> [Exercise description]:
Return only what lies between the first line of the entries and the line containing "pub mod stats;", both lines included.

> [Provided entries]:
//! Observability
//!
//! Structured audit events for every run-altering decision.

pub mod audit;
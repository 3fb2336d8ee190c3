//! Call interception and fault injection
//!
//! Breakpoint-driven observation of target calls (`watch`) and substitution
//! of their outcome (`fail`), composed per location through scopes.

pub mod failure;
pub mod protocol;
pub mod registry;
pub mod stats;

pub use failure::{ArgOverride, FailureSpec};
pub use protocol::{HeapTracker, Interceptor};
pub use registry::{EntryState, InterceptScope, InterceptionRegistry};
pub use stats::{ArgSnapshot, FuncStats, StatsMap};
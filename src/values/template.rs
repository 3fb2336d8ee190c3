//! Value templates: caller-built descriptions of values to materialize in the target.

use crate::config::types::{ProbeError, Result};
use serde_json::Value as JsonValue;

/// Scalar leaf of a template
#[derive(Clone, Debug, PartialEq)]
pub enum Scalar {
    Int(i128),
    Float(f64),
    Char(char),
}

/// Description of a value, encoded against a target type by the marshaller
#[derive(Clone, Debug, PartialEq)]
pub enum ValueTemplate {
    Scalar(Scalar),
    /// Address used verbatim for a pointer, never allocated
    RawAddress(u64),
    Array(Vec<ValueTemplate>),
    /// Every member of the struct, by name
    Struct(Vec<(String, ValueTemplate)>),
    /// Members written in order at offset 0; the last one written wins
    Union(Vec<(String, ValueTemplate)>),
    /// Text encoded as a NUL-terminated character array. Also names an
    /// enumerator of an enum type, or a single character for a char type.
    StringBytes(String),
}

impl ValueTemplate {
    pub fn int<T: Into<i128>>(value: T) -> Self {
        ValueTemplate::Scalar(Scalar::Int(value.into()))
    }

    pub fn float(value: f64) -> Self {
        ValueTemplate::Scalar(Scalar::Float(value))
    }

    pub fn character(value: char) -> Self {
        ValueTemplate::Scalar(Scalar::Char(value))
    }

    /// Null pointer
    pub fn null() -> Self {
        ValueTemplate::RawAddress(0)
    }

    pub fn address(address: u64) -> Self {
        ValueTemplate::RawAddress(address)
    }

    pub fn string<S: Into<String>>(text: S) -> Self {
        ValueTemplate::StringBytes(text.into())
    }

    pub fn array<I, T>(items: I) -> Self
    where
        I: IntoIterator<Item = T>,
        T: Into<ValueTemplate>,
    {
        ValueTemplate::Array(items.into_iter().map(Into::into).collect())
    }

    pub fn fields<I, K, T>(members: I) -> Self
    where
        I: IntoIterator<Item = (K, T)>,
        K: Into<String>,
        T: Into<ValueTemplate>,
    {
        ValueTemplate::Struct(
            members
                .into_iter()
                .map(|(k, v)| (k.into(), v.into()))
                .collect(),
        )
    }

    pub fn union_of<I, K, T>(members: I) -> Self
    where
        I: IntoIterator<Item = (K, T)>,
        K: Into<String>,
        T: Into<ValueTemplate>,
    {
        ValueTemplate::Union(
            members
                .into_iter()
                .map(|(k, v)| (k.into(), v.into()))
                .collect(),
        )
    }

    /// Shape name used in error messages
    pub fn shape_name(&self) -> &'static str {
        match self {
            ValueTemplate::Scalar(Scalar::Int(_)) => "integer",
            ValueTemplate::Scalar(Scalar::Float(_)) => "float",
            ValueTemplate::Scalar(Scalar::Char(_)) => "character",
            ValueTemplate::RawAddress(_) => "raw address",
            ValueTemplate::Array(_) => "array",
            ValueTemplate::Struct(_) => "struct mapping",
            ValueTemplate::Union(_) => "union mapping",
            ValueTemplate::StringBytes(_) => "string",
        }
    }

    /// Members of a struct or union mapping
    pub fn members(&self) -> Option<&[(String, ValueTemplate)]> {
        match self {
            ValueTemplate::Struct(members) | ValueTemplate::Union(members) => Some(members),
            _ => None,
        }
    }

    /// Dimensions of a nested array template, outer to inner, following the
    /// first element at each level
    pub fn array_dims(&self) -> Vec<usize> {
        let mut dims = Vec::new();
        let mut current = self;
        while let ValueTemplate::Array(items) = current {
            dims.push(items.len());
            match items.first() {
                Some(first) => current = first,
                None => break,
            }
        }
        dims
    }

    /// Build a template from JSON.
    ///
    /// `null` is a null pointer, `{"$addr": n}` a raw address and
    /// `{"$union": {...}}` a union mapping; other objects are struct mappings.
    pub fn from_json(value: &JsonValue) -> Result<Self> {
        Ok(match value {
            JsonValue::Null => ValueTemplate::null(),
            JsonValue::Bool(b) => ValueTemplate::int(i32::from(*b)),
            JsonValue::Number(n) => {
                if let Some(i) = n.as_i64() {
                    ValueTemplate::int(i)
                } else if let Some(u) = n.as_u64() {
                    ValueTemplate::int(u)
                } else {
                    ValueTemplate::float(n.as_f64().unwrap_or(f64::NAN))
                }
            }
            JsonValue::String(s) => ValueTemplate::StringBytes(s.clone()),
            JsonValue::Array(items) => ValueTemplate::Array(
                items
                    .iter()
                    .map(ValueTemplate::from_json)
                    .collect::<Result<_>>()?,
            ),
            JsonValue::Object(map) => {
                if let Some(addr) = map.get("$addr") {
                    let addr = addr.as_u64().ok_or_else(|| {
                        ProbeError::usage("`$addr` must be a non-negative integer")
                    })?;
                    return Ok(ValueTemplate::RawAddress(addr));
                }
                if let Some(JsonValue::Object(members)) = map.get("$union") {
                    return Ok(ValueTemplate::Union(
                        members
                            .iter()
                            .map(|(k, v)| Ok((k.clone(), ValueTemplate::from_json(v)?)))
                            .collect::<Result<_>>()?,
                    ));
                }
                ValueTemplate::Struct(
                    map.iter()
                        .map(|(k, v)| Ok((k.clone(), ValueTemplate::from_json(v)?)))
                        .collect::<Result<_>>()?,
                )
            }
        })
    }
}

macro_rules! int_template {
    ($($t:ty),*) => {
        $(impl From<$t> for ValueTemplate {
            fn from(value: $t) -> Self {
                ValueTemplate::int(value)
            }
        })*
    };
}

int_template!(i8, i16, i32, i64, u8, u16, u32, u64);

impl From<usize> for ValueTemplate {
    fn from(value: usize) -> Self {
        ValueTemplate::int(value as u64)
    }
}

impl From<bool> for ValueTemplate {
    fn from(value: bool) -> Self {
        ValueTemplate::int(i32::from(value))
    }
}

impl From<f64> for ValueTemplate {
    fn from(value: f64) -> Self {
        ValueTemplate::float(value)
    }
}

impl From<f32> for ValueTemplate {
    fn from(value: f32) -> Self {
        ValueTemplate::float(f64::from(value))
    }
}

impl From<char> for ValueTemplate {
    fn from(value: char) -> Self {
        ValueTemplate::character(value)
    }
}

impl From<&str> for ValueTemplate {
    fn from(value: &str) -> Self {
        ValueTemplate::string(value)
    }
}

impl From<String> for ValueTemplate {
    fn from(value: String) -> Self {
        ValueTemplate::StringBytes(value)
    }
}

impl<T: Into<ValueTemplate>> From<Vec<T>> for ValueTemplate {
    fn from(items: Vec<T>) -> Self {
        ValueTemplate::array(items)
    }
}

impl<T: Into<ValueTemplate>> From<Option<T>> for ValueTemplate {
    /// `None` is a null pointer
    fn from(value: Option<T>) -> Self {
        value.map(Into::into).unwrap_or_else(ValueTemplate::null)
    }
}

#[cfg(test)]
mod tests {
    use super::*;
    use serde_json::json;

    #[test]
    fn test_array_dims() {
        let t = ValueTemplate::from(vec![vec![1, 2, 3], vec![4, 5, 6]]);
        assert_eq!(t.array_dims(), vec![2, 3]);
        assert_eq!(ValueTemplate::from(7).array_dims(), Vec::<usize>::new());
    }

    #[test]
    fn test_from_json_shapes() {
        let t = ValueTemplate::from_json(&json!({"value": 42, "next": null})).unwrap();
        assert_eq!(
            t,
            ValueTemplate::fields([
                ("value", ValueTemplate::int(42)),
                ("next", ValueTemplate::null())
            ])
        );

        let t = ValueTemplate::from_json(&json!({"$addr": 4096})).unwrap();
        assert_eq!(t, ValueTemplate::RawAddress(4096));

        let t = ValueTemplate::from_json(&json!({"$union": {"c": 1, "l": 421}})).unwrap();
        assert_eq!(
            t,
            ValueTemplate::union_of([("c", 1), ("l", 421)])
        );
    }

    #[test]
    fn test_from_json_rejects_negative_address() {
        assert!(ValueTemplate::from_json(&json!({"$addr": -1})).is_err());
    }

    #[test]
    fn test_option_is_nullable_pointer() {
        assert_eq!(ValueTemplate::from(None::<i32>), ValueTemplate::null());
        assert_eq!(ValueTemplate::from(Some(3)), ValueTemplate::int(3));
    }
}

> [Finished task]:
//! Observability
//!
//! Structured audit events for every run-altering decision.

pub mod audit;
repository 3fb2336d8ee190c3
//! Call interception and fault injection
//!
//! Breakpoint-driven observation of target calls (`watch`) and substitution
//! of their outcome (`fail`), composed per location through scopes.

pub mod failure;
pub mod protocol;
pub mod registry;
pub mod stats;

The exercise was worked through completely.